The expected answer is a bare count of the lines in the data below that contain "bool".

Collected data entries
○ ○ ○
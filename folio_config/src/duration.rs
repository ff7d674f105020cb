use std::ops::Deref;

use serde::Deserialize;

/// A duration written as whitespace separated parts like `"1m 30s"` or
/// `"1500ms"`. Supported units are `ms`, `s`, `m`, `h` and `d`.
#[derive(Debug, Clone, Copy, PartialEq, Eq)]
pub struct Duration(pub std::time::Duration);

impl From<Duration> for std::time::Duration {
    fn from(value: Duration) -> Self {
        value.0
    }
}

impl Deref for Duration {
    type Target = std::time::Duration;

    fn deref(&self) -> &Self::Target {
        &self.0
    }
}

impl<'de> Deserialize<'de> for Duration {
    fn deserialize<D>(deserializer: D) -> Result<Self, D::Error>
    where
        D: serde::Deserializer<'de>,
    {
        let s = String::deserialize(deserializer)?;
        s.split_whitespace()
            .try_fold(std::time::Duration::ZERO, |out, part| {
                parse_part(part).map(|part| out + part)
            })
            .map(Self)
            .ok_or_else(|| serde::de::Error::custom(format!("Invalid duration {s:?}")))
    }
}

fn parse_part(part: &str) -> Option<std::time::Duration> {
    let split = part.find(|c: char| !c.is_ascii_digit())?;
    let (value, unit) = part.split_at(split);
    let value = value.parse::<u64>().ok()?;
    let millis = match unit {
        "ms" => 1,
        "s" => 1000,
        "m" => 60 * 1000,
        "h" => 60 * 60 * 1000,
        "d" => 24 * 60 * 60 * 1000,
        _ => return None,
    };
    value
        .checked_mul(millis)
        .map(std::time::Duration::from_millis)
}

#[cfg(test)]
mod tests {
    use super::*;

    #[test]
    fn parse_duration() {
        for (input, expected) in [
            ("13s", Some(13_000)),
            ("1500ms", Some(1500)),
            ("42m", Some(42 * 60 * 1000)),
            ("7h", Some(7 * 60 * 60 * 1000)),
            ("20d", Some(20 * 24 * 60 * 60 * 1000)),
            ("", Some(0)),
            ("1d 2h 3m 4s", Some((((24 + 2) * 60 + 3) * 60 + 4) * 1000)),
            ("5s 250ms", Some(5250)),
            ("xyz", None),
            ("7dd", None),
            ("s", None),
            ("12", None),
        ] {
            let input = serde_json::Value::String(input.into());
            let output = serde_json::from_value::<Duration>(input)
                .ok()
                .map(|x| x.0.as_millis() as u64);
            assert_eq!(output, expected);
        }
    }
}
use std::net::{IpAddr, SocketAddr};

use clap::{CommandFactory, Parser, Subcommand};
use clap_complete::Shell;
use folio_testing::{function, web3forms};

#[tokio::main]
async fn main() -> anyhow::Result<()> {
    tracing_subscriber::fmt::init();

    let cli = Cli::parse();

    match cli.command {
        Command::Web3forms {
            host,
            port,
            access_key,
        } => web3forms::start_server(SocketAddr::new(host, port), access_key).await?,
        Command::Function {
            host,
            port,
            api_key,
        } => function::start_server(SocketAddr::new(host, port), api_key).await?,
        Command::Completion { shell } => {
            clap_complete::generate(
                shell,
                &mut Cli::command(),
                env!("CARGO_BIN_NAME"),
                &mut std::io::stdout(),
            );
        }
    }

    Ok(())
}

#[derive(Debug, Parser)]
#[command(version)]
struct Cli {
    #[command(subcommand)]
    command: Command,
}

#[derive(Debug, Subcommand)]
enum Command {
    /// Start the web3forms testing server
    Web3forms {
        #[arg(long, default_value = "127.0.0.1")]
        host: IpAddr,
        #[arg(long, default_value = "8001")]
        port: u16,
        #[arg(long, default_value = "test-access-key")]
        access_key: String,
    },
    /// Start the relay function testing server
    Function {
        #[arg(long, default_value = "127.0.0.1")]
        host: IpAddr,
        #[arg(long, default_value = "8002")]
        port: u16,
        /// Require this key in the `apikey` header
        #[arg(long)]
        api_key: Option<String>,
    },
    /// Generate shell completions
    Completion {
        /// The shell to generate completions for
        #[clap(value_enum)]
        shell: Shell,
    },
}
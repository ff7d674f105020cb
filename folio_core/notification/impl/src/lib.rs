use std::sync::{
    atomic::{AtomicU64, Ordering},
    Arc,
};

use chrono::{DateTime, TimeDelta, Utc};
use folio_core_notification_contracts::NotificationFeatureService;
use folio_models::notification::{Notification, Toast, ToastId};
use folio_shared_contracts::time::TimeService;
use tracing::debug;

#[derive(Debug, Clone)]
pub struct NotificationFeatureServiceImpl<Time> {
    time: Time,
    config: NotificationFeatureConfig,
    next_id: Arc<AtomicU64>,
}

#[derive(Debug, Clone)]
pub struct NotificationFeatureConfig {
    pub duration: std::time::Duration,
}

impl<Time> NotificationFeatureServiceImpl<Time> {
    pub fn new(time: Time, config: NotificationFeatureConfig) -> Self {
        Self {
            time,
            config,
            next_id: Arc::new(AtomicU64::new(1)),
        }
    }
}

impl<Time> NotificationFeatureService for NotificationFeatureServiceImpl<Time>
where
    Time: TimeService,
{
    fn show(&self, notification: Notification) -> Toast {
        let id = ToastId(self.next_id.fetch_add(1, Ordering::Relaxed));
        let created_at = self.time.now();
        let expires_at = TimeDelta::from_std(self.config.duration)
            .ok()
            .and_then(|duration| created_at.checked_add_signed(duration))
            .unwrap_or(DateTime::<Utc>::MAX_UTC);

        debug!(
            id = id.0,
            title = %notification.title,
            variant = ?notification.variant,
            %expires_at,
            "show notification"
        );

        Toast {
            id,
            notification,
            created_at,
            expires_at,
        }
    }
}

#[cfg(test)]
mod tests {
    use folio_models::notification::NotificationVariant;
    use folio_shared_contracts::time::MockTimeService;
    use pretty_assertions::assert_eq;

    use super::*;

    #[test]
    fn show() {
        // Arrange
        let now = DateTime::from_timestamp(1_700_000_000, 0).unwrap();
        let mut time = MockTimeService::new();
        time.expect_now().times(2).return_const(now);
        let sut = NotificationFeatureServiceImpl::new(
            time,
            NotificationFeatureConfig {
                duration: std::time::Duration::from_secs(5),
            },
        );

        // Act
        let first = sut.show(notification());
        let second = sut.show(notification());

        // Assert
        assert_eq!(
            first,
            Toast {
                id: ToastId(1),
                notification: notification(),
                created_at: now,
                expires_at: now + TimeDelta::seconds(5),
            }
        );
        assert_eq!(second.id, ToastId(2));
    }

    #[test]
    fn expires_after_configured_duration() {
        // Arrange
        let now = DateTime::from_timestamp(1_700_000_000, 0).unwrap();
        let time = MockTimeService::new().with_now(now);
        let sut = NotificationFeatureServiceImpl::new(
            time,
            NotificationFeatureConfig {
                duration: std::time::Duration::from_millis(1500),
            },
        );

        // Act
        let toast = sut.show(notification());

        // Assert
        assert_eq!(toast.created_at, now);
        assert_eq!(toast.expires_at, now + TimeDelta::milliseconds(1500));
        assert!(toast.is_active(now + TimeDelta::milliseconds(1499)));
        assert!(!toast.is_active(toast.expires_at));
    }

    fn notification() -> Notification {
        Notification {
            title: "Message Sent Successfully!".into(),
            description: "Thanks for reaching out. I'll get back to you soon.".into(),
            variant: NotificationVariant::Default,
        }
    }
}
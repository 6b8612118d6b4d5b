//! Shared fixtures for integration tests
//!
//! Builds a catalog directory on disk: bezel PNGs plus a `devices.json` that
//! refers to them by relative path.

#![allow(dead_code)]

use std::path::{Path, PathBuf};

use image::{Rgba, RgbaImage};
use tempfile::TempDir;

pub const BEZEL_COLOR: Rgba<u8> = Rgba([30, 30, 30, 255]);
pub const SHOT_COLOR: Rgba<u8> = Rgba([250, 200, 0, 255]);

/// A temporary directory holding a catalog file and its bezels
pub struct CatalogFixture {
    pub dir:          TempDir,
    pub catalog_path: PathBuf,
}

impl CatalogFixture {
    /// Writes `devices` as (model, width, height) records for manufacturer
    /// "Acme", each with a solid bezel of the device's size
    pub fn new(devices: &[(&str, u32, u32)]) -> Self {
        let dir = tempfile::tempdir().unwrap();
        std::fs::create_dir(dir.path().join("bezels")).unwrap();

        let records: Vec<serde_json::Value> = devices
            .iter()
            .map(|(model, width, height)| {
                let relative = format!("bezels/{}.png", model.to_lowercase());
                write_solid_png(&dir.path().join(&relative), *width, *height, BEZEL_COLOR);
                serde_json::json!({
                    "manufacturer": "Acme",
                    "model": model,
                    "width": width,
                    "height": height,
                    "blank_path": relative,
                })
            })
            .collect();

        let catalog_path = dir.path().join("devices.json");
        let document = serde_json::json!({ "devices": records });
        std::fs::write(&catalog_path, serde_json::to_string_pretty(&document).unwrap()).unwrap();

        Self { dir, catalog_path }
    }

    /// The catalog used by the end-to-end scenarios: A and B at 100x200, C at
    /// 50x50
    pub fn abc() -> Self {
        Self::new(&[("A", 100, 200), ("B", 100, 200), ("C", 50, 50)])
    }

    pub fn path(&self) -> &Path {
        self.dir.path()
    }

    /// Writes a solid screenshot into the fixture directory
    pub fn screenshot(&self, name: &str, width: u32, height: u32) -> PathBuf {
        let path = self.dir.path().join(name);
        write_solid_png(&path, width, height, SHOT_COLOR);
        path
    }

    pub fn output_path(&self) -> PathBuf {
        self.dir.path().join("output.png")
    }
}

pub fn write_solid_png(path: &Path, width: u32, height: u32, color: Rgba<u8>) {
    RgbaImage::from_pixel(width, height, color).save(path).unwrap();
}
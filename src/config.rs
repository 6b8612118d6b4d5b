//! Run configuration
//!
//! Values come from command-line flags (with environment fallbacks) in the
//! binary; nothing is persisted between runs.

use std::path::{Path, PathBuf};

/// Catalog file read when no `--catalog` is given
pub const DEFAULT_CATALOG_PATH: &str = "devices.json";

/// Mockup destination when no `--output` is given; overwritten on every run
pub const DEFAULT_OUTPUT_PATH: &str = "output.png";

/// Resolved settings for one mockup session
#[derive(Debug, Clone, PartialEq, Eq)]
pub struct SessionConfig {
    /// Device catalog file
    pub catalog_path:    PathBuf,
    /// Where the mockup PNG is written
    pub output_path:     PathBuf,
    /// Screenshot to use instead of prompting for one
    pub screenshot_path: Option<PathBuf>,
}

impl SessionConfig {
    /// Creates a configuration with default paths and an interactive
    /// screenshot prompt
    ///
    /// # Examples
    ///
    /// ```
    /// use device_mockup::config::SessionConfig;
    ///
    /// let config = SessionConfig::new().with_output("mockups/home.png");
    /// assert_eq!(config.output_path.to_str(), Some("mockups/home.png"));
    /// assert!(config.screenshot_path.is_none());
    /// ```
    pub fn new() -> Self {
        Self {
            catalog_path:    PathBuf::from(DEFAULT_CATALOG_PATH),
            output_path:     PathBuf::from(DEFAULT_OUTPUT_PATH),
            screenshot_path: None,
        }
    }

    /// Sets the catalog file
    pub fn with_catalog(mut self, path: impl Into<PathBuf>) -> Self {
        self.catalog_path = path.into();
        self
    }

    /// Sets the output file
    pub fn with_output(mut self, path: impl Into<PathBuf>) -> Self {
        self.output_path = path.into();
        self
    }

    /// Uses `path` as the screenshot instead of prompting
    pub fn with_screenshot(mut self, path: impl Into<PathBuf>) -> Self {
        self.screenshot_path = Some(path.into());
        self
    }

    /// Catalog path as a `Path`
    pub fn catalog_path(&self) -> &Path {
        &self.catalog_path
    }

    /// Output path as a `Path`
    pub fn output_path(&self) -> &Path {
        &self.output_path
    }
}

impl Default for SessionConfig {
    fn default() -> Self {
        Self::new()
    }
}

#[cfg(test)]
mod tests {
    use super::*;

    #[test]
    fn test_defaults() {
        let config = SessionConfig::default();
        assert_eq!(config.catalog_path(), Path::new("devices.json"));
        assert_eq!(config.output_path(), Path::new("output.png"));
        assert_eq!(config.screenshot_path, None);
    }

    #[test]
    fn test_builder_methods() {
        let config = SessionConfig::new()
            .with_catalog("/etc/mockup/devices.json")
            .with_output("out.png")
            .with_screenshot("shot.png");

        assert_eq!(config.catalog_path(), Path::new("/etc/mockup/devices.json"));
        assert_eq!(config.output_path(), Path::new("out.png"));
        assert_eq!(config.screenshot_path, Some(PathBuf::from("shot.png")));
    }
}
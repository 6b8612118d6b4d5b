// Utility modules

pub mod encode;
pub mod output;
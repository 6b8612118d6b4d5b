//! One interactive mockup run
//!
//! Drives the whole flow for a single screenshot: obtain a readable
//! screenshot, match it against the catalog, resolve a device, then composite
//! and write the mockup with progress signaling. Every step completes before
//! the next begins.

use crate::{
    config::SessionConfig,
    device::{Catalog, find_matches},
    error::MockupResult,
    mockup::{Screenshot, create_mockup, screenshot::normalize_input_path},
    model::{Device, MockupReport},
    progress::Progress,
    select::{Prompter, resolve},
};

/// Prompt used to ask for the screenshot path
pub const SCREENSHOT_PROMPT: &str = "Enter the path to the screenshot:";

const PROGRESS_START: &str = "Creating mockup...";
const PROGRESS_SUCCESS: &str = "Mockup created successfully!";
const PROGRESS_FAILURE: &str = "Failed to create mockup!";

/// How a session ended
#[derive(Debug, Clone, PartialEq, Eq)]
pub enum SessionOutcome {
    /// A mockup was written
    Created {
        /// Device the screenshot was framed in
        device: Device,
        /// Details of the written file
        report: MockupReport,
    },
    /// The user left the screenshot prompt blank
    Cancelled,
}

/// Runs one session against `catalog`
///
/// An unreadable screenshot typed at the prompt is reported through
/// [`Prompter::notice`] and the path is asked for again; a blank answer ends
/// the session with [`SessionOutcome::Cancelled`]. A screenshot supplied in
/// `config` is not retried. Compositing failures mark `progress` failed and
/// are returned to the caller.
pub async fn run_session<P, G>(
    catalog: &Catalog,
    config: &SessionConfig,
    prompter: &mut P,
    progress: &mut G,
) -> MockupResult<SessionOutcome>
where
    P: Prompter + ?Sized,
    G: Progress + ?Sized,
{
    let Some(screenshot) = acquire_screenshot(config, prompter).await? else {
        tracing::info!("No screenshot given, exiting");
        return Ok(SessionOutcome::Cancelled);
    };

    let (width, height) = screenshot.dimensions();
    let matches = find_matches(catalog, width, height);
    let device = resolve(&matches, catalog, prompter).await?;

    progress.start(PROGRESS_START);
    match create_mockup(&screenshot, device, config.output_path()).await {
        Ok(report) => {
            progress.succeed(PROGRESS_SUCCESS);
            Ok(SessionOutcome::Created {
                device: device.clone(),
                report,
            })
        }
        Err(err) => {
            progress.fail(PROGRESS_FAILURE);
            Err(err)
        }
    }
}

async fn acquire_screenshot<P>(
    config: &SessionConfig,
    prompter: &mut P,
) -> MockupResult<Option<Screenshot>>
where
    P: Prompter + ?Sized,
{
    if let Some(path) = &config.screenshot_path {
        return Screenshot::probe(path.clone()).await.map(Some);
    }

    loop {
        let answer = prompter.input(SCREENSHOT_PROMPT).await?;
        let Some(path) = normalize_input_path(&answer) else {
            return Ok(None);
        };

        match Screenshot::probe(path).await {
            Ok(screenshot) => return Ok(Some(screenshot)),
            Err(err) if err.is_retryable_input() => {
                tracing::warn!("{}", err);
                prompter
                    .notice(&format!(
                        "{err}. Enter another path, or leave it blank to exit."
                    ))
                    .await?;
            }
            Err(err) => return Err(err),
        }
    }
}

#[cfg(test)]
mod tests {
    use std::path::Path;

    use image::{Rgba, RgbaImage};

    use super::*;
    use crate::{
        error::MockupError,
        progress::{ProgressEvent, SilentProgress},
        select::{Answer, PromptKind, ScriptedPrompter},
    };

    fn write_png(path: &Path, width: u32, height: u32) {
        RgbaImage::from_pixel(width, height, Rgba([0, 128, 255, 255]))
            .save(path)
            .unwrap();
    }

    fn fixture(dir: &Path) -> Catalog {
        write_png(&dir.join("c.png"), 50, 50);
        Catalog::new(vec![
            Device::new("Acme", "A", 100, 200, dir.join("a.png")),
            Device::new("Acme", "C", 50, 50, dir.join("c.png")),
        ])
        .unwrap()
    }

    #[tokio::test]
    async fn test_blank_path_cancels() {
        let dir = tempfile::tempdir().unwrap();
        let catalog = fixture(dir.path());
        let config = SessionConfig::new().with_output(dir.path().join("out.png"));
        let mut prompter = ScriptedPrompter::new(vec![Answer::Text("  ".to_string())]);
        let mut progress = SilentProgress::new();

        let outcome = run_session(&catalog, &config, &mut prompter, &mut progress)
            .await
            .unwrap();

        assert_eq!(outcome, SessionOutcome::Cancelled);
        assert!(progress.events().is_empty());
    }

    #[tokio::test]
    async fn test_unreadable_path_is_asked_again() {
        let dir = tempfile::tempdir().unwrap();
        let catalog = fixture(dir.path());
        let shot = dir.path().join("shot.png");
        write_png(&shot, 50, 50);
        let config = SessionConfig::new().with_output(dir.path().join("out.png"));
        let mut prompter = ScriptedPrompter::new(vec![
            Answer::Text(dir.path().join("nope.png").display().to_string()),
            Answer::Text(shot.display().to_string()),
            Answer::Confirm(true),
        ]);
        let mut progress = SilentProgress::new();

        let outcome = run_session(&catalog, &config, &mut prompter, &mut progress)
            .await
            .unwrap();

        assert!(matches!(outcome, SessionOutcome::Created { .. }));
        assert_eq!(prompter.prompts_of(PromptKind::Input).len(), 2);
        assert_eq!(prompter.prompts_of(PromptKind::Notice).len(), 1);
    }

    #[tokio::test]
    async fn test_configured_screenshot_is_not_retried() {
        let dir = tempfile::tempdir().unwrap();
        let catalog = fixture(dir.path());
        let config = SessionConfig::new()
            .with_output(dir.path().join("out.png"))
            .with_screenshot(dir.path().join("missing.png"));
        let mut prompter = ScriptedPrompter::default();
        let mut progress = SilentProgress::new();

        let err = run_session(&catalog, &config, &mut prompter, &mut progress)
            .await
            .unwrap_err();

        assert!(matches!(err, MockupError::ScreenshotRead { .. }));
        assert!(prompter.log().is_empty());
    }

    #[tokio::test]
    async fn test_bezel_failure_marks_progress_failed() {
        let dir = tempfile::tempdir().unwrap();
        let catalog = fixture(dir.path());
        let shot = dir.path().join("shot.png");
        write_png(&shot, 100, 200);
        let output = dir.path().join("out.png");
        let config = SessionConfig::new()
            .with_output(&output)
            .with_screenshot(&shot);
        let mut prompter = ScriptedPrompter::new(vec![Answer::Confirm(true)]);
        let mut progress = SilentProgress::new();

        let err = run_session(&catalog, &config, &mut prompter, &mut progress)
            .await
            .unwrap_err();

        assert!(matches!(err, MockupError::BezelLoad { .. }));
        assert_eq!(
            progress.events(),
            &[
                ProgressEvent::Started(PROGRESS_START.to_string()),
                ProgressEvent::Failed(PROGRESS_FAILURE.to_string()),
            ]
        );
        assert!(!output.exists());
    }

    #[tokio::test]
    async fn test_write_failure_marks_progress_failed() {
        let dir = tempfile::tempdir().unwrap();
        let catalog = fixture(dir.path());
        let shot = dir.path().join("shot.png");
        write_png(&shot, 50, 50);
        let output = dir.path().join("missing").join("out.png");
        let config = SessionConfig::new()
            .with_output(&output)
            .with_screenshot(&shot);
        let mut prompter = ScriptedPrompter::new(vec![Answer::Confirm(true)]);
        let mut progress = SilentProgress::new();

        let err = run_session(&catalog, &config, &mut prompter, &mut progress)
            .await
            .unwrap_err();

        match err {
            MockupError::WriteFailed { path, .. } => assert_eq!(path, output),
            other => panic!("unexpected error: {other:?}"),
        }
        assert_eq!(
            progress.events().last(),
            Some(&ProgressEvent::Failed(PROGRESS_FAILURE.to_string()))
        );
        assert!(!output.exists());
    }
}
//! Line-based terminal prompter
//!
//! Renders prompts as plain text lines and reads answers line by line. Works
//! over any async reader/writer pair, so the binary uses stdin/stdout while
//! tests drive it with in-memory buffers.

use async_trait::async_trait;
use tokio::io::{AsyncBufRead, AsyncBufReadExt, AsyncWrite, AsyncWriteExt, BufReader, Stdin, Stdout};

use super::Prompter;
use crate::error::{MockupError, MockupResult};

/// Prompter reading answers from `R` and writing prompts to `W`
#[derive(Debug)]
pub struct TerminalPrompter<R, W> {
    reader: R,
    writer: W,
}

impl TerminalPrompter<BufReader<Stdin>, Stdout> {
    /// Creates a prompter bound to the process's stdin and stdout
    pub fn stdio() -> Self {
        Self::new(BufReader::new(tokio::io::stdin()), tokio::io::stdout())
    }
}

impl<R, W> TerminalPrompter<R, W>
where
    R: AsyncBufRead + Unpin + Send,
    W: AsyncWrite + Unpin + Send,
{
    /// Creates a prompter over the given reader and writer
    pub fn new(reader: R, writer: W) -> Self {
        Self { reader, writer }
    }

    /// Consumes the prompter, returning the reader and writer
    pub fn into_parts(self) -> (R, W) {
        (self.reader, self.writer)
    }

    async fn write(&mut self, text: &str) -> MockupResult<()> {
        self.writer.write_all(text.as_bytes()).await?;
        self.writer.flush().await?;
        Ok(())
    }

    /// Reads one trimmed line; end of input is [`MockupError::InputClosed`]
    async fn read_line(&mut self) -> MockupResult<String> {
        let mut line = String::new();
        if self.reader.read_line(&mut line).await? == 0 {
            return Err(MockupError::InputClosed);
        }
        Ok(line.trim().to_string())
    }
}

/// Interprets a confirmation answer; empty means the default (yes)
fn parse_confirm(answer: &str) -> Option<bool> {
    match answer.to_ascii_lowercase().as_str() {
        "" | "y" | "yes" => Some(true),
        "n" | "no" => Some(false),
        _ => None,
    }
}

/// Interprets a 1-based choice number
fn parse_choice(answer: &str, len: usize) -> Option<usize> {
    answer
        .parse::<usize>()
        .ok()
        .filter(|n| (1..=len).contains(n))
        .map(|n| n - 1)
}

#[async_trait]
impl<R, W> Prompter for TerminalPrompter<R, W>
where
    R: AsyncBufRead + Unpin + Send,
    W: AsyncWrite + Unpin + Send,
{
    async fn input(&mut self, message: &str) -> MockupResult<String> {
        self.write(&format!("? {message} ")).await?;
        self.read_line().await
    }

    async fn confirm(&mut self, message: &str) -> MockupResult<bool> {
        loop {
            self.write(&format!("? {message} (Y/n) ")).await?;
            let answer = self.read_line().await?;
            match parse_confirm(&answer) {
                Some(yes) => return Ok(yes),
                None => self.write("  Please answer y or n.\n").await?,
            }
        }
    }

    async fn select(&mut self, message: &str, choices: &[String]) -> MockupResult<usize> {
        if choices.is_empty() {
            return Err(MockupError::InvalidSelection {
                index:   0,
                choices: 0,
            });
        }

        let mut listing = format!("? {message}\n");
        for (i, choice) in choices.iter().enumerate() {
            listing.push_str(&format!("  {}) {}\n", i + 1, choice));
        }
        self.write(&listing).await?;

        loop {
            self.write(&format!("  Answer [1-{}]: ", choices.len())).await?;
            let answer = self.read_line().await?;
            match parse_choice(&answer, choices.len()) {
                Some(index) => return Ok(index),
                None => {
                    self.write(&format!(
                        "  Please enter a number between 1 and {}.\n",
                        choices.len()
                    ))
                    .await?
                }
            }
        }
    }

    async fn notice(&mut self, message: &str) -> MockupResult<()> {
        self.write(&format!("! {message}\n")).await
    }
}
○ ○ ○
◆ **ANSWER BOX**
2